START Records to use
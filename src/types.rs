use serde::{Deserialize, Serialize};
use tabled::Tabled;

/// Bearer token obtained through the client-credentials grant.
///
/// Held only for the duration of a single fetch; every fetch requests a
/// fresh token, so there is no refresh or expiry bookkeeping.
#[derive(Debug, Clone)]
pub struct Token {
    pub access_token: String,
    pub obtained_at: u64,
}

/// Flat album row as written to CSV. Field declaration order is the CSV
/// column order.
#[derive(Debug, Clone, PartialEq, Serialize, Deserialize, Tabled)]
pub struct AlbumRecord {
    pub album_name: String,
    pub artist_name: String,
    pub release_date: String,
}

/// Flat artist row as written to CSV. `index` is 1-based and sequential
/// over the kept items in input order.
#[derive(Debug, Clone, PartialEq, Serialize, Deserialize, Tabled)]
pub struct ArtistRecord {
    pub index: usize,
    pub name: String,
    pub popularity: u32,
    pub followers: u64,
}
use std::{path::PathBuf, time::Duration};

use indicatif::{ProgressBar, ProgressStyle};
use tabled::Table;

use crate::{config::Credentials, error, export, normalize, spotify, success};

pub async fn export_releases(output: Option<PathBuf>) {
    let credentials = Credentials::from_env();
    let output = output.unwrap_or_else(|| PathBuf::from("new_released_albums.csv"));

    let pb = ProgressBar::new_spinner();
    pb.set_message("Fetching new releases...");
    pb.enable_steady_tick(Duration::from_millis(100));
    pb.set_style(
        ProgressStyle::with_template("{spinner:.blue} {msg}")
            .unwrap()
            .tick_chars("⠋⠙⠹⠸⠼⠴⠦⠧⠇⠏"),
    );

    let data = match spotify::releases::fetch_new_releases(&credentials).await {
        Ok(data) => data,
        Err(e) => {
            pb.finish_and_clear();
            error!("Failed to fetch new releases: {}", e);
        }
    };
    pb.finish_and_clear();

    let records = normalize::albums_to_records(&data);

    if let Err(e) = export::save_csv(&records, &output) {
        error!("Failed to write {}: {}", output.display(), e);
    }

    if !records.is_empty() {
        success!(
            "Data saved to {} ({} albums).",
            output.display(),
            records.len()
        );
        println!("{}", Table::new(&records));
    }
}
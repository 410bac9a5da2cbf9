use std::collections::HashMap;

use axum::{
    Json, Router,
    extract::{Form, Query},
    http::{HeaderMap, StatusCode},
    routing::{get, post},
};
use serde_json::{Value, json};

use spodcli::config::Credentials;
use spodcli::spotify::{
    FetchError, artists::search_artists_by_genre, auth::acquire_token, fetch::get_json,
};

// Helper to serve a router on an ephemeral port, returning the base URL
async fn serve(app: Router) -> String {
    let listener = tokio::net::TcpListener::bind("127.0.0.1:0").await.unwrap();
    let addr = listener.local_addr().unwrap();
    tokio::spawn(async move {
        axum::serve(listener, app).await.unwrap();
    });
    format!("http://{}", addr)
}

fn create_credentials(base: &str) -> Credentials {
    Credentials {
        client_id: "test-client".to_string(),
        client_secret: "test-secret".to_string(),
        token_url: format!("{}/token", base),
    }
}

async fn token_ok(Form(params): Form<HashMap<String, String>>) -> Json<Value> {
    assert_eq!(
        params.get("grant_type").map(String::as_str),
        Some("client_credentials")
    );
    assert_eq!(
        params.get("client_id").map(String::as_str),
        Some("test-client")
    );
    assert_eq!(
        params.get("client_secret").map(String::as_str),
        Some("test-secret")
    );
    Json(json!({
        "access_token": "test-access-token",
        "token_type": "Bearer",
        "expires_in": 3600,
    }))
}

async fn token_server_error() -> StatusCode {
    StatusCode::INTERNAL_SERVER_ERROR
}

async fn token_missing_field() -> Json<Value> {
    Json(json!({"token_type": "Bearer", "expires_in": 3600}))
}

#[tokio::test]
async fn test_acquire_token_returns_access_token_field() {
    let base = serve(Router::new().route("/token", post(token_ok))).await;

    let token = acquire_token(&create_credentials(&base)).await;

    let token = token.expect("expected a token from a valid response");
    assert_eq!(token.access_token, "test-access-token");
    assert!(token.obtained_at > 0);
}

#[tokio::test]
async fn test_acquire_token_http_error_yields_none() {
    let base = serve(Router::new().route("/token", post(token_server_error))).await;

    assert!(acquire_token(&create_credentials(&base)).await.is_none());
}

#[tokio::test]
async fn test_acquire_token_missing_field_yields_none() {
    let base = serve(Router::new().route("/token", post(token_missing_field))).await;

    assert!(acquire_token(&create_credentials(&base)).await.is_none());
}

#[tokio::test]
async fn test_acquire_token_unreachable_endpoint_yields_none() {
    // Nothing listens on the discard port; the transport error must not escape
    let credentials = create_credentials("http://127.0.0.1:9");

    assert!(acquire_token(&credentials).await.is_none());
}

#[tokio::test]
async fn test_get_json_degrades_to_empty_object_without_token() {
    let base = serve(Router::new().route("/token", post(token_server_error))).await;
    let credentials = create_credentials(&base);

    let data = get_json(&credentials, &format!("{}/anything", base), &[])
        .await
        .unwrap();

    assert_eq!(data, json!({}));
}

#[tokio::test]
async fn test_get_json_attaches_bearer_and_query_params() {
    async fn echo(Query(params): Query<HashMap<String, String>>, headers: HeaderMap) -> Json<Value> {
        let auth = headers
            .get("authorization")
            .and_then(|v| v.to_str().ok())
            .unwrap_or("")
            .to_string();
        Json(json!({"authorization": auth, "params": params}))
    }

    let base = serve(
        Router::new()
            .route("/token", post(token_ok))
            .route("/echo", get(echo)),
    )
    .await;
    let credentials = create_credentials(&base);

    let data = get_json(
        &credentials,
        &format!("{}/echo", base),
        &[("country", "SE".to_string()), ("limit", "20".to_string())],
    )
    .await
    .unwrap();

    assert_eq!(data["authorization"], "Bearer test-access-token");
    assert_eq!(data["params"]["country"], "SE");
    assert_eq!(data["params"]["limit"], "20");
}

#[tokio::test]
async fn test_get_json_returns_body_verbatim_without_status_check() {
    // The generic path hands the body back untouched even for an
    // error-shaped payload, as long as the transport succeeded
    async fn error_shaped() -> Json<Value> {
        Json(json!({"error": {"status": 404, "message": "Not Found"}}))
    }

    let base = serve(
        Router::new()
            .route("/token", post(token_ok))
            .route("/missing", get(error_shaped)),
    )
    .await;
    let credentials = create_credentials(&base);

    let data = get_json(&credentials, &format!("{}/missing", base), &[])
        .await
        .unwrap();

    assert_eq!(data["error"]["message"], "Not Found");
}

// The search path reads SPOTIFY_API_URL from the environment, so all of its
// scenarios run in one test to keep the variable mutation sequential.
#[tokio::test]
async fn test_search_artists_by_genre_paths() {
    async fn search_ok(Query(params): Query<HashMap<String, String>>) -> Json<Value> {
        assert_eq!(params.get("q").map(String::as_str), Some("genre:rock"));
        assert_eq!(params.get("type").map(String::as_str), Some("artist"));
        assert_eq!(params.get("limit").map(String::as_str), Some("50"));
        Json(json!({"artists": {"items": [
            {"name": "Alpha", "popularity": 80, "followers": {"total": 1000}},
            {"name": "Beta", "popularity": 55, "followers": {"total": 42}},
        ]}}))
    }

    async fn search_no_items() -> Json<Value> {
        Json(json!({"tracks": {"items": []}}))
    }

    async fn search_forbidden() -> StatusCode {
        StatusCode::FORBIDDEN
    }

    // Success: items are unwrapped from artists.items
    let base = serve(
        Router::new()
            .route("/token", post(token_ok))
            .route("/search", get(search_ok)),
    )
    .await;
    unsafe { std::env::set_var("SPOTIFY_API_URL", &base) };
    let items = search_artists_by_genre(&create_credentials(&base), "rock", 50)
        .await
        .unwrap();
    assert_eq!(items.len(), 2);
    assert_eq!(items[0]["name"], "Alpha");

    // Missing key: a distinct shape error, not a transport one
    let base = serve(
        Router::new()
            .route("/token", post(token_ok))
            .route("/search", get(search_no_items)),
    )
    .await;
    unsafe { std::env::set_var("SPOTIFY_API_URL", &base) };
    match search_artists_by_genre(&create_credentials(&base), "rock", 50).await {
        Err(FetchError::Shape(key)) => assert_eq!(key, "artists.items"),
        other => panic!("expected a shape error, got {:?}", other),
    }

    // HTTP error: surfaced as a transport failure
    let base = serve(
        Router::new()
            .route("/token", post(token_ok))
            .route("/search", get(search_forbidden)),
    )
    .await;
    unsafe { std::env::set_var("SPOTIFY_API_URL", &base) };
    match search_artists_by_genre(&create_credentials(&base), "rock", 50).await {
        Err(FetchError::Transport(_)) => {}
        other => panic!("expected a transport error, got {:?}", other),
    }

    // No token: fails fast before any search request goes out
    let base = serve(
        Router::new()
            .route("/token", post(token_server_error))
            .route("/search", get(search_ok)),
    )
    .await;
    unsafe { std::env::set_var("SPOTIFY_API_URL", &base) };
    match search_artists_by_genre(&create_credentials(&base), "rock", 50).await {
        Err(FetchError::Auth(_)) => {}
        other => panic!("expected an auth error, got {:?}", other),
    }
}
END Records to use
The task here is to output the line with "transport error, got" and all lines after it to the end of the records above, exactly and only those.

* **Exercise solution**:
        other => panic!("expected a transport error, got {:?}", other),
    }

    // No token: fails fast before any search request goes out
    let base = serve(
        Router::new()
            .route("/token", post(token_server_error))
            .route("/search", get(search_ok)),
    )
    .await;
    unsafe { std::env::set_var("SPOTIFY_API_URL", &base) };
    match search_artists_by_genre(&create_credentials(&base), "rock", 50).await {
        Err(FetchError::Auth(_)) => {}
        other => panic!("expected an auth error, got {:?}", other),
    }
}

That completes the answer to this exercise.